Task description -> Copy the entries exactly, through the "to enable raw" line.

Records excerpted from a collection:

========================

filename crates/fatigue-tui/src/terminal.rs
//! Terminal lifecycle management.
//!
//! Terminal state is restored on normal exit (via the runtime's Drop) and on
//! panic (via the hook installed by `install_panic_hook`).

use std::io::{self, Stdout};
use std::panic;

use anyhow::{Context, Result};
use crossterm::event::{DisableBracketedPaste, EnableBracketedPaste};
use crossterm::execute;
use crossterm::terminal::{
    EnterAlternateScreen, LeaveAlternateScreen, disable_raw_mode, enable_raw_mode,
};
use ratatui::Terminal;
use ratatui::backend::CrosstermBackend;

/// Enables raw mode, enters the alternate screen and turns on bracketed
/// paste so pasted names and comments arrive as one event.
///
/// Call `install_panic_hook()` before this.
///
/// # Errors
/// Returns an error if the terminal cannot be configured.
pub fn setup_terminal() -> Result<Terminal<CrosstermBackend<Stdout>>> {
    enable_raw_mode().context("Failed to enable raw mode")?;
    let mut stdout = io::stdout();
    execute!(stdout, EnterAlternateScreen, EnableBracketedPaste)
        .context("Failed to enter alternate screen")?;
    let backend = CrosstermBackend::new(stdout);
    let terminal = Terminal::new(backend).context("Failed to create terminal")?;
    Ok(terminal)
}

/// Restores terminal state. Idempotent.
///
/// # Errors
/// Returns an error if the alternate screen or raw mode cannot be left.
pub fn restore_terminal() -> Result<()> {
    // Safe even if not enabled; must happen before leaving raw mode.
    let _ = execute!(io::stdout(), DisableBracketedPaste);

    execute!(io::stdout(), LeaveAlternateScreen).context("Failed to leave alternate screen")?;
    disable_raw_mode().context("Failed to disable raw mode")?;
    Ok(())
}

/// Installs a panic hook that restores the terminal before printing the panic.
pub fn install_panic_hook() {
    let original_hook = panic::take_hook();
    panic::set_hook(Box::new(move |panic_info| {
        let _ = restore_terminal();
        original_hook(panic_info);
    }));
}
//! HTTP client for the prediction API.

use std::time::Duration;

use anyhow::{Context, Result};
use reqwest::header::{ACCEPT, HeaderMap, HeaderValue};
use serde::de::DeserializeOwned;
use serde_json::Value;
use tracing::{debug, warn};

use super::error::{ApiError, ApiResult};
use super::types::{
    AgentStatus, FeedbackRequest, PredictionResponse, QueueResponse, SessionId, SessionRequest,
};
use crate::config::Config;

/// Standard User-Agent header for API requests.
pub const USER_AGENT: &str = concat!("fatigue/", env!("CARGO_PKG_VERSION"));

const PREDICT_PATH: &str = "/predict";
const PREDICTIONS_PATH: &str = "/predictions";
const FEEDBACK_PATH: &str = "/feedback";
const AGENT_STATUS_PATH: &str = "/agent/status";

/// Prediction API client.
///
/// Cheap to clone; clones share the underlying connection pool.
#[derive(Debug, Clone)]
pub struct ApiClient {
    base_url: String,
    http: reqwest::Client,
}

impl ApiClient {
    /// Creates a client for `base_url` with an optional per-request timeout.
    ///
    /// # Errors
    /// Returns an error if the HTTP client cannot be built.
    pub fn new(base_url: impl Into<String>, timeout: Option<Duration>) -> Result<Self> {
        let mut headers = HeaderMap::new();
        headers.insert(ACCEPT, HeaderValue::from_static("application/json"));

        let mut builder = reqwest::Client::builder()
            .user_agent(USER_AGENT)
            .default_headers(headers);
        if let Some(timeout) = timeout {
            builder = builder.timeout(timeout);
        }
        let http = builder.build().context("Failed to build HTTP client")?;

        Ok(Self {
            base_url: base_url.into().trim_end_matches('/').to_string(),
            http,
        })
    }

    /// Creates a client from configuration, honoring an optional URL override.
    ///
    /// # Errors
    /// Returns an error if the base URL is invalid or the client cannot be built.
    pub fn from_config(config: &Config, url_override: Option<&str>) -> Result<Self> {
        let base_url = config.resolve_api_base_url(url_override)?;
        Self::new(base_url, config.request_timeout())
    }

    pub fn base_url(&self) -> &str {
        &self.base_url
    }

    fn url(&self, path: &str) -> String {
        format!("{}{}", self.base_url, path)
    }

    /// `POST /predict`: queues a session for scoring.
    ///
    /// # Errors
    /// Returns an `ApiError` on network failure, non-2xx status or malformed body.
    pub async fn submit_session(&self, request: &SessionRequest) -> ApiResult<QueueResponse> {
        let url = self.url(PREDICT_PATH);
        debug!(%url, player = %request.player_name, "submitting session");
        let response = self
            .http
            .post(&url)
            .json(request)
            .send()
            .await
            .map_err(|e| ApiError::network(&e))?;
        read_json(response).await
    }

    /// `GET /predictions/{id}`: fetches the current state of a session.
    ///
    /// # Errors
    /// Returns an `ApiError` on network failure, non-2xx status or malformed body.
    pub async fn get_prediction(&self, session_id: SessionId) -> ApiResult<PredictionResponse> {
        let url = self.url(&format!("{PREDICTIONS_PATH}/{session_id}"));
        let response = self
            .http
            .get(&url)
            .send()
            .await
            .map_err(|e| ApiError::network(&e))?;
        read_json(response).await
    }

    /// `POST /feedback`: records a coach's verdict on a prediction.
    ///
    /// The success payload is opaque and returned as-is.
    ///
    /// # Errors
    /// Returns an `ApiError` on network failure, non-2xx status or malformed body.
    pub async fn submit_feedback(&self, feedback: &FeedbackRequest) -> ApiResult<Value> {
        let url = self.url(FEEDBACK_PATH);
        debug!(%url, session_id = feedback.session_id, correct = feedback.correct, "sending feedback");
        let response = self
            .http
            .post(&url)
            .json(feedback)
            .send()
            .await
            .map_err(|e| ApiError::network(&e))?;
        read_json(response).await
    }

    /// `GET /agent/status`: backend agent health and learning metrics.
    ///
    /// # Errors
    /// Returns an `ApiError` on network failure, non-2xx status or malformed body.
    pub async fn agent_status(&self) -> ApiResult<AgentStatus> {
        let url = self.url(AGENT_STATUS_PATH);
        let response = self
            .http
            .get(&url)
            .send()
            .await
            .map_err(|e| ApiError::network(&e))?;
        read_json(response).await
    }
}

/// Reads the body as text, maps non-2xx to `HttpStatus`, then parses JSON.
async fn read_json<T: DeserializeOwned>(response: reqwest::Response) -> ApiResult<T> {
    let status = response.status();
    let url = response.url().clone();
    let body = response.text().await.map_err(|e| ApiError::network(&e))?;

    if !status.is_success() {
        warn!(%url, status = status.as_u16(), body = %body, "request failed");
        return Err(ApiError::http_status(status.as_u16(), &body));
    }

    serde_json::from_str(&body).map_err(|e| {
        let mut err = ApiError::parse(format!("Invalid response from {}: {e}", url.path()));
        err.details = Some(body);
        err
    })
}
use tokio_util::sync::CancellationToken;

#[derive(Debug, Clone, Copy, PartialEq, Eq, Hash)]
pub struct TaskId(pub u64);

#[derive(Debug, Default)]
pub struct TaskSeq {
    next: u64,
}

impl TaskSeq {
    pub fn next_id(&mut self) -> TaskId {
        let id = TaskId(self.next);
        self.next = self.next.wrapping_add(1);
        id
    }
}

#[derive(Debug, Clone, Copy, PartialEq, Eq, Hash)]
pub enum TaskKind {
    /// `POST /predict`
    Submit,
    /// Result polling for the session shown in Loading.
    Poll,
    /// `POST /feedback`
    Feedback,
}

#[derive(Debug, Clone)]
pub struct TaskStarted {
    pub id: TaskId,
    pub cancel: Option<CancellationToken>,
}

#[derive(Debug)]
pub struct TaskCompleted<E> {
    pub id: TaskId,
    pub result: E,
}

/// Task lifecycle state (stored in AppState, mutated only by reducer).
#[derive(Debug, Default, Clone)]
pub struct TaskState {
    pub active: Option<TaskId>,
    pub cancel: Option<CancellationToken>,
}

impl TaskState {
    pub fn is_running(&self) -> bool {
        self.active.is_some()
    }

    /// Records the token of a started task. Returns false when `id` was
    /// superseded after being reserved; the caller should cancel it.
    pub fn on_started(&mut self, started: &TaskStarted) -> bool {
        let ok = self.active == Some(started.id);
        if ok {
            self.cancel = started.cancel.clone();
        }
        ok
    }

    /// Marks `id` as live before the runtime spawns it.
    pub fn reserve(&mut self, id: TaskId) {
        self.active = Some(id);
        self.cancel = None;
    }

    pub fn finish_if_active(&mut self, id: TaskId) -> bool {
        let ok = self.active == Some(id);
        if ok {
            self.active = None;
            self.cancel = None;
        }
        ok
    }

    pub fn clear(&mut self) {
        self.active = None;
        self.cancel = None;
    }
}

#[derive(Debug, Default, Clone)]
pub struct Tasks {
    pub submit: TaskState,
    pub poll: TaskState,
    pub feedback: TaskState,
}

impl Tasks {
    pub fn state_mut(&mut self, kind: TaskKind) -> &mut TaskState {
        match kind {
            TaskKind::Submit => &mut self.submit,
            TaskKind::Poll => &mut self.poll,
            TaskKind::Feedback => &mut self.feedback,
        }
    }

    /// Submit and poll together form one prediction round trip.
    pub fn is_predicting(&self) -> bool {
        self.submit.is_running() || self.poll.is_running()
    }

    pub fn is_any_running(&self) -> bool {
        self.is_predicting() || self.feedback.is_running()
    }
}

#[cfg(test)]
mod tests {
    use super::*;

    #[test]
    fn test_stale_completion_is_ignored() {
        let mut seq = TaskSeq::default();
        let mut state = TaskState::default();

        let first = seq.next_id();
        state.reserve(first);
        state.clear();

        let second = seq.next_id();
        state.reserve(second);
        assert!(!state.finish_if_active(first));
        assert!(state.is_running());
        assert!(state.finish_if_active(second));
        assert!(!state.is_running());
    }

    #[test]
    fn test_started_for_superseded_id_is_rejected() {
        let mut state = TaskState::default();
        state.reserve(TaskId(2));
        assert!(!state.on_started(&TaskStarted {
            id: TaskId(1),
            cancel: Some(CancellationToken::new()),
        }));
        assert_eq!(state.active, Some(TaskId(2)));
        assert!(state.cancel.is_none());

        let token = CancellationToken::new();
        assert!(state.on_started(&TaskStarted {
            id: TaskId(2),
            cancel: Some(token.clone()),
        }));
        token.cancel();
        assert!(state.cancel.as_ref().is_some_and(CancellationToken::is_cancelled));

        state.clear();
        assert!(!state.on_started(&TaskStarted {
            id: TaskId(2),
            cancel: None,
        }));
    }
}
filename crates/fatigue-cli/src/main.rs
mod cli;

fn main() {
    if let Err(e) = cli::run() {
        eprintln!("{e:#}"); // pretty anyhow chain
        std::process::exit(1);
    }
}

========================

Result for this task ->
filename crates/fatigue-tui/src/terminal.rs
//! Terminal lifecycle management.
//!
//! Terminal state is restored on normal exit (via the runtime's Drop) and on
//! panic (via the hook installed by `install_panic_hook`).

use std::io::{self, Stdout};
use std::panic;

use anyhow::{Context, Result};
use crossterm::event::{DisableBracketedPaste, EnableBracketedPaste};
use crossterm::execute;
use crossterm::terminal::{
    EnterAlternateScreen, LeaveAlternateScreen, disable_raw_mode, enable_raw_mode,
};
use ratatui::Terminal;
use ratatui::backend::CrosstermBackend;

/// Enables raw mode, enters the alternate screen and turns on bracketed
/// paste so pasted names and comments arrive as one event.
///
/// Call `install_panic_hook()` before this.
///
/// # Errors
/// Returns an error if the terminal cannot be configured.
pub fn setup_terminal() -> Result<Terminal<CrosstermBackend<Stdout>>> {
    enable_raw_mode().context("Failed to enable raw mode")?;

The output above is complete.